Local

Australia presta ayuda a Assange y culpa a EEUU de la filtración

El Gobierno australiano ofreció ayer protección consular a su ciudadano y fundador de Wikileaks, Julian Assange, detenido en Londres, por presunto delito sexual en Suecia, a pesar de que éste ha acusado al Ejecutivo de Camberra de connivencia con EEUU para "matar al mensajero".

el 08 dic 2010 / 11:27 h.

TAGS:

-->--> -->

La Embajada de Australia en el Reino Unido ha contactado con Assange para asegurarse de que tiene representación legal y podrá recibir sus visitas igual que cualquier otro nacional en la misma situación, anunció el ministro de Exteriores, Kevin Rudd.

Rudd subrayó que cualquier persona tiene derecho a la presunción de inocencia, horas después de que Assange firmara un editorial en el que denunció que su país está colaborando con EEUU para "matar al mensajero" y ocultar la verdad.

El jefe de la diplomacia australiana atribuyó la culpa del flujo de información publicada por Wikileaks a las personas que la han filtrado y al Gobierno estadounidense por no proteger de forma adecuada sus documentos confidenciales. "La conclusión aquí es que el núcleo de todo esto está en el fracaso del Gobierno de Estados Unidos para proteger eficazmente sus propias comunicaciones diplomáticas", dijo Rudd a radio Melbourne.

Assange, por su parte, señaló en el artículo que a lo largo de los cuatro años de vida de Wikileaks "hemos cambiado gobiernos, pero ni una sola persona, que se sepa de momento, ha resultado dañada", mientras EEUU "ha matado a miles de personas sólo en los últimos meses". "Las sociedades democráticas necesitan medios de comunicación fuertes y Wikileaks es parte. Los medios ayudan a que los gobiernos sean honestos, y hemos revelado verdades como puños sobre las guerras en Afganistán e Irak y la corrupción empresarial", indicó en el diario The Australian, propiedad del grupo News Corporation del magnate Rupert Murdoch.

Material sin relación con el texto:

use crate::{
    error::{ErrorOrigin, InternalError},
    model::{EntityModel, IdentityShape, MappingContext, PropertyModel},
    value::{ObjectValue, Value},
};

///
/// MapId
///
/// Identity given as key-property name to value. Input order is irrelevant;
/// values are aligned to the declared key properties.
///

#[derive(Clone, Debug, Default, PartialEq)]
pub struct MapId(Vec<(String, Value)>);

impl MapId {
    #[must_use]
    pub const fn new() -> Self {
        Self(Vec::new())
    }

    /// Set a key value, replacing an earlier one with the same name.
    #[must_use]
    pub fn with(mut self, name: impl Into<String>, value: impl Into<Value>) -> Self {
        let name = name.into();
        let value = value.into();

        match self.0.iter_mut().find(|(key, _)| *key == name) {
            Some(slot) => slot.1 = value,
            None => self.0.push((name, value)),
        }

        self
    }

    #[must_use]
    pub fn get(&self, name: &str) -> Option<&Value> {
        self.0
            .iter()
            .find(|(key, _)| key == name)
            .map(|(_, value)| value)
    }

    pub fn keys(&self) -> impl Iterator<Item = &str> {
        self.0.iter().map(|(key, _)| key.as_str())
    }

    #[must_use]
    pub const fn len(&self) -> usize {
        self.0.len()
    }

    #[must_use]
    pub const fn is_empty(&self) -> bool {
        self.0.is_empty()
    }
}

///
/// Identity
///
/// Identity argument for by-id operations, with its shape explicit:
/// a single-column key, a composite key object, or a key map.
///

#[derive(Clone, Debug, PartialEq)]
pub enum Identity {
    Scalar(Value),
    Composite(ObjectValue),
    MapId(MapId),
}

impl Identity {
    #[must_use]
    pub fn scalar(value: impl Into<Value>) -> Self {
        Self::Scalar(value.into())
    }

    /// Extract the identity of an entity object.
    pub fn of(object: &ObjectValue, entity: &EntityModel) -> Result<Self, InternalError> {
        match entity.identity_shape() {
            IdentityShape::None => Err(no_identity(entity)),
            IdentityShape::Single(property) => Ok(Self::Scalar(
                object.get(property.name()).cloned().unwrap_or(Value::Null),
            )),
            IdentityShape::Composite(property) => match object.get(property.name()) {
                Some(Value::Object(key)) => Ok(Self::Composite(key.clone())),
                _ => Err(null_identity()),
            },
            IdentityShape::MapId(properties) => Ok(Self::MapId(properties.iter().fold(
                MapId::new(),
                |id, property| {
                    id.with(
                        property.name(),
                        object.get(property.name()).cloned().unwrap_or(Value::Null),
                    )
                },
            ))),
        }
    }
}

impl From<MapId> for Identity {
    fn from(id: MapId) -> Self {
        Self::MapId(id)
    }
}

impl From<ObjectValue> for Identity {
    fn from(key: ObjectValue) -> Self {
        Self::Composite(key)
    }
}

impl From<Value> for Identity {
    fn from(value: Value) -> Self {
        match value {
            Value::Object(key) => Self::Composite(key),
            other => Self::Scalar(other),
        }
    }
}

/// Destructure an identity into one value per key property, in declared
/// key order. Every component must be present and non-null.
pub(crate) fn key_values<'a>(
    id: &Identity,
    entity: &'a EntityModel,
    ctx: &'a MappingContext,
) -> Result<Vec<(&'a PropertyModel, Value)>, InternalError> {
    let key_properties: Vec<&'a PropertyModel> = match entity.identity_shape() {
        IdentityShape::None => return Err(no_identity(entity)),
        IdentityShape::Single(property) => {
            return match id {
                Identity::Scalar(value) => Ok(vec![(property, non_null(value)?)]),
                Identity::MapId(map) => {
                    check_keys(map, &[property], entity)?;
                    Ok(vec![(property, required(map.get(property.name()), property)?)])
                }
                Identity::Composite(_) => Err(shape_mismatch(entity, "a single-column key")),
            };
        }
        IdentityShape::Composite(property) => ctx
            .embedded_entity(property)
            .ok_or_else(|| InternalError::unmapped_type(property.kind().embedded_type().unwrap_or_default()))?
            .properties()
            .iter()
            .collect(),
        IdentityShape::MapId(properties) => properties,
    };

    match id {
        Identity::Scalar(_) => Err(shape_mismatch(entity, "a composite key")),
        Identity::Composite(key) => key_properties
            .into_iter()
            .map(|property| Ok((property, required(key.get(property.name()), property)?)))
            .collect(),
        Identity::MapId(map) => {
            check_keys(map, &key_properties, entity)?;

            key_properties
                .into_iter()
                .map(|property| Ok((property, required(map.get(property.name()), property)?)))
                .collect()
        }
    }
}

fn check_keys(map: &MapId, properties: &[&PropertyModel], entity: &EntityModel) -> Result<(), InternalError> {
    if let Some(unknown) = map
        .keys()
        .find(|key| !properties.iter().any(|property| property.name() == *key))
    {
        return Err(InternalError::invalid_argument(
            ErrorOrigin::Statement,
            format!(
                "'{unknown}' is not an identity property of '{}'",
                entity.type_name()
            ),
        ));
    }

    Ok(())
}

fn required(value: Option<&Value>, property: &PropertyModel) -> Result<Value, InternalError> {
    match value {
        Some(value) => non_null(value),
        None => Err(InternalError::invalid_argument(
            ErrorOrigin::Statement,
            format!("identity value for '{}' is missing", property.name()),
        )),
    }
}

fn non_null(value: &Value) -> Result<Value, InternalError> {
    if value.is_null() {
        return Err(null_identity());
    }

    Ok(value.clone())
}

fn null_identity() -> InternalError {
    InternalError::invalid_argument(ErrorOrigin::Statement, "identity value must not be null")
}

fn no_identity(entity: &EntityModel) -> InternalError {
    InternalError::invalid_argument(
        ErrorOrigin::Statement,
        format!("type '{}' declares no identity", entity.type_name()),
    )
}

fn shape_mismatch(entity: &EntityModel, expected: &str) -> InternalError {
    InternalError::invalid_argument(
        ErrorOrigin::Statement,
        format!("identity of '{}' must be {expected}", entity.type_name()),
    )
}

Assange recordó que el padre de Murdoch fue el primero que contó al mundo el horror de la Batalla de Gallipoli durante la I Guerra Mundial y se enfrentó por la primicia a las autoridades de Australia y el Reino Unido. "Casi un siglo después, Wikileaks está divulgando sin miedo información que debe ser conocida por el público", declaró el australiano, quien no mencionó los presuntos delitos de abusos sexuales que se le atribuyen en Suecia.

 Mientras, su abogado, Mark Stephens, sostiene que hay "poderes oscuros" que persiguen a su cliente y existe una conspiración para encarcelarle, según publicó ayer Evening Standard. "Ayer vimos las sonrisitas de los políticos estadounidenses. La trampa se ha activado. Hay poderes oscuros en acción", afirmó.

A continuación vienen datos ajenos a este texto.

//! Runtime entity metadata: explicit registrations resolved into entity and
//! property models, and the mapping context that holds them.

pub mod context;
pub mod entity;
pub mod kind;
pub mod property;
pub mod udt;


pub use context::{MappingContext, MappingContextBuilder};
pub use entity::{EntityDef, EntityModel, EntityRole, IdentityShape};
pub use kind::DataKind;
pub use property::{KeyRole, PropertyModel};
pub use udt::{SimpleUserTypeResolver, UserTypeResolver, UserTypeSchema};
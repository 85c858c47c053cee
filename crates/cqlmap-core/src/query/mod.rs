//! Logical query model: criteria over property names, column selection,
//! sort and limit. Mapped to columns by the query mapper.

mod columns;
mod criteria;
mod sort;


pub use columns::{Columns, Selector, SelectorParam};
pub use criteria::{Criteria, CriteriaBuilder, Filter, Operator, Predicate};
pub use sort::{Direction, Order, Sort};

///
/// Query
///
/// Filter, selection, sort, limit and allow-filtering flag.
/// Built with consuming setters; read-only once handed to the statement
/// factory.
///

#[derive(Clone, Debug, Default, PartialEq)]
pub struct Query {
    filter: Filter,
    columns: Columns,
    sort: Sort,
    limit: Option<u32>,
    allow_filtering: bool,
}

impl Query {
    #[must_use]
    pub fn empty() -> Self {
        Self::default()
    }

    #[must_use]
    pub fn query(filter: Filter) -> Self {
        Self {
            filter,
            ..Self::default()
        }
    }

    #[must_use]
    pub fn and(mut self, criteria: Criteria) -> Self {
        self.filter.push(criteria);
        self
    }

    #[must_use]
    pub fn columns(mut self, columns: Columns) -> Self {
        self.columns = columns;
        self
    }

    #[must_use]
    pub fn sort(mut self, sort: Sort) -> Self {
        self.sort = sort;
        self
    }

    #[must_use]
    pub const fn limit(mut self, limit: u32) -> Self {
        self.limit = Some(limit);
        self
    }

    #[must_use]
    pub const fn with_allow_filtering(mut self) -> Self {
        self.allow_filtering = true;
        self
    }

    #[must_use]
    pub const fn filter(&self) -> &Filter {
        &self.filter
    }

    #[must_use]
    pub const fn selection(&self) -> &Columns {
        &self.columns
    }

    #[must_use]
    pub const fn ordering(&self) -> &Sort {
        &self.sort
    }

    #[must_use]
    pub const fn max_results(&self) -> Option<u32> {
        self.limit
    }

    #[must_use]
    pub const fn is_allow_filtering(&self) -> bool {
        self.allow_filtering
    }
}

Uno de los líderes mundiales a los que más ha comprometido las revelaciones de Wikileaks es el propio Rudd, tachado por diplomáticos estadounidenses de "maniático" e "incompetente" cuando fue primer ministro entre 2007 y 2010. "Francamente, me importa un bledo", comentó el ahora titular de Exteriores tras ser preguntado por el asunto durante una conferencia de prensa.

Rudd no aclaró si Assange será reclamado o no por la justicia australiana cuando regrese a su país, donde la Policía investiga sus actividades por orden del fiscal general, Robert McClelland.

El ex primer ministro conservador John Howard opinó que Assange no debe ser procesado porque "todo periodista publica información confidencial cuando la obtiene". "Lo importante es si el material y su divulgación pueden poner en peligro la vida de personas o la seguridad nacional de países", declaró Howard, bajo cuyo mandato Australia fue un firme aliado de Estados Unidos y apoyó sin fisuras las guerras en Afganistán e Irak.